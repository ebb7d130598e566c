//! Session lifecycle management
//!
//! `AuthManager` owns the current session and every operation that can
//! change it: startup bootstrap, login, registration, logout, silent
//! refresh, and profile/password updates. It is constructed per run and
//! handed to the commands that need it; nothing reads session state from
//! ambient globals.

use reqwest::Method;
use validator::Validate;

use placetrack_protocol::{
    ChangePasswordRequest, LoginRequest, LoginResponse, LogoutRequest, MessageResponse,
    ProfileUpdate, ProfileUpdateResponse, RegisterRequest, RegisterResponse, UserAccount,
};

use crate::client::{ApiClient, HttpClient};
use crate::error::{Result, TrackError};
use crate::session::{decode_claims, Session};
use crate::store::{SharedTokenStore, ACCESS_TOKEN, REFRESH_TOKEN};

/// Owner of the current-user state.
#[derive(Debug)]
pub struct AuthManager {
    client: HttpClient,
    store: SharedTokenStore,
    session: Option<Session>,
    ready: bool,
}

impl AuthManager {
    pub fn new(client: HttpClient) -> Self {
        let store = client.store().clone();
        Self {
            client,
            store,
            session: None,
            ready: false,
        }
    }

    /// Whether bootstrap has completed (successfully or not).
    pub fn is_ready(&self) -> bool {
        self.ready
    }

    pub fn session(&self) -> Option<&Session> {
        self.session.as_ref()
    }

    pub fn is_authenticated(&self) -> bool {
        self.session.is_some()
    }

    /// Restore the session from persisted tokens at startup.
    ///
    /// An unexpired access token becomes the session directly; an expired
    /// one gets a single refresh attempt; a missing or undecodable one
    /// leaves the user signed out. Every path marks the manager ready
    /// exactly once, and none of them surfaces an error — startup always
    /// lands in a defined signed-in or signed-out state.
    pub async fn bootstrap(&mut self) {
        self.bootstrap_inner().await;
        self.ready = true;
    }

    async fn bootstrap_inner(&mut self) {
        let access = self.store.lock().unwrap().get(ACCESS_TOKEN);
        let Some(access) = access else {
            return;
        };

        let claims = match decode_claims(&access) {
            Ok(claims) => claims,
            Err(err) => {
                tracing::warn!(error = %err, "stored access token is undecodable, clearing");
                let _ = self.store.lock().unwrap().clear_all();
                return;
            }
        };

        let session = Session::from_claims(claims);
        if !session.is_expired() {
            self.session = Some(session);
            return;
        }

        // Expired at load time: never sign in from stale claims, try one
        // refresh instead. Failure already tore the tokens down.
        if let Err(err) = self.refresh().await {
            tracing::debug!(error = %err, "startup refresh failed, staying signed out");
        }
    }

    /// Exchange credentials for a token pair and a session.
    ///
    /// Stored tokens are only touched on success; a rejected login leaves
    /// any previous session's tokens as they were.
    pub async fn login(&mut self, username: &str, password: &str) -> Result<Session> {
        let request = LoginRequest {
            username: username.to_string(),
            password: password.to_string(),
        };
        request.validate()?;

        let response: LoginResponse = self
            .client
            .request_plain(Method::POST, "/auth/login/", Some(&request))
            .await?;

        self.install_tokens(&response.access, &response.refresh, response.user)
    }

    /// Create an account and sign in with the returned tokens.
    pub async fn register(&mut self, request: &RegisterRequest) -> Result<Session> {
        request.validate()?;

        let response: RegisterResponse = self
            .client
            .request_plain(Method::POST, "/auth/register/", Some(request))
            .await?;

        let (pair, user) = response
            .into_parts()
            .ok_or_else(|| TrackError::invalid_response("registration response carried no tokens"))?;

        self.install_tokens(&pair.access, &pair.refresh, user)
    }

    fn install_tokens(
        &mut self,
        access: &str,
        refresh: &str,
        profile: Option<UserAccount>,
    ) -> Result<Session> {
        let claims = decode_claims(access)?;

        {
            let mut store = self.store.lock().unwrap();
            store.set(ACCESS_TOKEN, access)?;
            store.set(REFRESH_TOKEN, refresh)?;
        }

        let session = Session::with_profile(claims, profile);
        self.session = Some(session.clone());
        Ok(session)
    }

    /// Tear the session down.
    ///
    /// The server-side refresh revocation is best effort: a failure is
    /// logged and ignored, and both persisted tokens plus the in-memory
    /// session are cleared unconditionally.
    pub async fn logout(&mut self) -> Result<()> {
        let refresh = self.store.lock().unwrap().get(REFRESH_TOKEN);
        if let Some(refresh_token) = refresh {
            let request = LogoutRequest { refresh_token };
            if let Err(err) = self
                .client
                .execute(Method::POST, "/auth/logout/", Some(&request))
                .await
            {
                tracing::warn!(error = %err, "server-side logout failed");
            }
        }

        self.store.lock().unwrap().clear_all()?;
        self.session = None;
        Ok(())
    }

    /// Mint a fresh access token and rebuild the session from its claims.
    /// The refresh token itself is never replaced here.
    pub async fn refresh(&mut self) -> Result<Session> {
        match self.client.refresh_access_token().await {
            Ok(access) => {
                let claims = decode_claims(&access)?;
                let profile = self.session.take().and_then(|s| s.profile().cloned());
                let session = Session::with_profile(claims, profile);
                self.session = Some(session.clone());
                Ok(session)
            }
            Err(err) => {
                self.session = None;
                Err(err)
            }
        }
    }

    /// Fetch the profile record and merge it into the session.
    pub async fn profile(&mut self) -> Result<UserAccount> {
        let user: UserAccount = self
            .client
            .request(Method::GET, "/auth/profile/", None::<&()>)
            .await?;

        if let Some(session) = &mut self.session {
            session.merge_profile(user.clone());
        }
        Ok(user)
    }

    /// Update profile fields; the response's record replaces the cached
    /// profile. Backend field errors surface verbatim in the error message.
    pub async fn update_profile(&mut self, update: &ProfileUpdate) -> Result<UserAccount> {
        update.validate()?;

        let response: ProfileUpdateResponse = self
            .client
            .request(Method::PUT, "/auth/profile/update/", Some(update))
            .await?;

        if let Some(session) = &mut self.session {
            session.merge_profile(response.user.clone());
        }
        Ok(response.user)
    }

    pub async fn change_password(
        &mut self,
        old_password: &str,
        new_password: &str,
        new_password2: &str,
    ) -> Result<String> {
        let request = ChangePasswordRequest {
            old_password: old_password.to_string(),
            new_password: new_password.to_string(),
            new_password2: new_password2.to_string(),
        };
        request.validate()?;

        let response: MessageResponse = self
            .client
            .request(Method::POST, "/auth/change-password/", Some(&request))
            .await?;
        Ok(response.message)
    }

    // Role flags delegate to the session and are computed per call; a
    // signed-out manager reports every flag false.

    pub fn is_admin(&self) -> bool {
        self.session.as_ref().is_some_and(Session::is_admin)
    }

    pub fn is_student(&self) -> bool {
        self.session.as_ref().is_some_and(Session::is_student)
    }

    pub fn is_company_rep(&self) -> bool {
        self.session.as_ref().is_some_and(Session::is_company_rep)
    }
}

#[cfg(test)]
mod tests {
    use super::*;
    use crate::config::Config;
    use crate::session::test_tokens;
    use crate::store::TokenStore;

    fn manager_with_store(dir: &tempfile::TempDir) -> AuthManager {
        let store = TokenStore::open(dir.path().join("tokens.json"))
            .unwrap()
            .into_shared();
        let config = Config {
            // Nothing listens here; tests that reach the network expect
            // the calls to fail fast.
            base_url: "http://127.0.0.1:1/api".to_string(),
            timeout: 2,
            token_path: dir.path().join("tokens.json"),
            ..Default::default()
        };
        let client = HttpClient::new(config, store).unwrap();
        AuthManager::new(client)
    }

    #[tokio::test]
    async fn bootstrap_without_tokens_is_signed_out() {
        let dir = tempfile::tempdir().unwrap();
        let mut auth = manager_with_store(&dir);
        assert!(!auth.is_ready());

        auth.bootstrap().await;

        assert!(auth.is_ready());
        assert!(auth.session().is_none());
    }

    #[tokio::test]
    async fn bootstrap_with_valid_token_restores_session() {
        let dir = tempfile::tempdir().unwrap();
        let mut auth = manager_with_store(&dir);

        let far_future = 4_102_444_800; // 2100-01-01
        let token = test_tokens::token_with_role("ADMIN", far_future);
        auth.store.lock().unwrap().set(ACCESS_TOKEN, &token).unwrap();

        auth.bootstrap().await;

        assert!(auth.is_ready());
        let session = auth.session().expect("session restored");
        assert!(session.is_admin());
        assert_eq!(session.username(), "asha.v");
    }

    #[tokio::test]
    async fn bootstrap_never_signs_in_from_expired_token() {
        let dir = tempfile::tempdir().unwrap();
        let mut auth = manager_with_store(&dir);

        // Expired access token and no refresh token: the refresh attempt
        // fails before touching the network and tears both entries down.
        let token = test_tokens::token_with_role("STUDENT", 1_000_000);
        auth.store.lock().unwrap().set(ACCESS_TOKEN, &token).unwrap();

        auth.bootstrap().await;

        assert!(auth.is_ready());
        assert!(auth.session().is_none());
        assert!(auth.store.lock().unwrap().get(ACCESS_TOKEN).is_none());
    }

    #[tokio::test]
    async fn bootstrap_clears_undecodable_token() {
        let dir = tempfile::tempdir().unwrap();
        let mut auth = manager_with_store(&dir);

        auth.store
            .lock()
            .unwrap()
            .set(ACCESS_TOKEN, "not-a-token")
            .unwrap();
        auth.store.lock().unwrap().set(REFRESH_TOKEN, "r").unwrap();

        auth.bootstrap().await;

        assert!(auth.session().is_none());
        assert!(auth.store.lock().unwrap().get(ACCESS_TOKEN).is_none());
        assert!(auth.store.lock().unwrap().get(REFRESH_TOKEN).is_none());
    }

    #[tokio::test]
    async fn logout_clears_state_even_when_revocation_fails() {
        let dir = tempfile::tempdir().unwrap();
        let mut auth = manager_with_store(&dir);

        let token = test_tokens::token_with_role("STUDENT", 4_102_444_800);
        auth.store.lock().unwrap().set(ACCESS_TOKEN, &token).unwrap();
        auth.store
            .lock()
            .unwrap()
            .set(REFRESH_TOKEN, "refresh-value")
            .unwrap();
        auth.bootstrap().await;
        assert!(auth.is_authenticated());

        // The revocation call cannot reach a server; logout must still
        // clear everything.
        auth.logout().await.unwrap();

        assert!(auth.session().is_none());
        assert!(auth.store.lock().unwrap().get(ACCESS_TOKEN).is_none());
        assert!(auth.store.lock().unwrap().get(REFRESH_TOKEN).is_none());
    }

    #[tokio::test]
    async fn role_flags_are_false_when_signed_out() {
        let dir = tempfile::tempdir().unwrap();
        let auth = manager_with_store(&dir);
        assert!(!auth.is_admin());
        assert!(!auth.is_student());
        assert!(!auth.is_company_rep());
    }
}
══════════════════════════════
_Problem description_
Check every line of the entries above, and copy those that carry the string "LogoutRequest".

_Result_
    ChangePasswordRequest, LoginRequest, LoginResponse, LogoutRequest, MessageResponse,
            let request = LogoutRequest { refresh_token };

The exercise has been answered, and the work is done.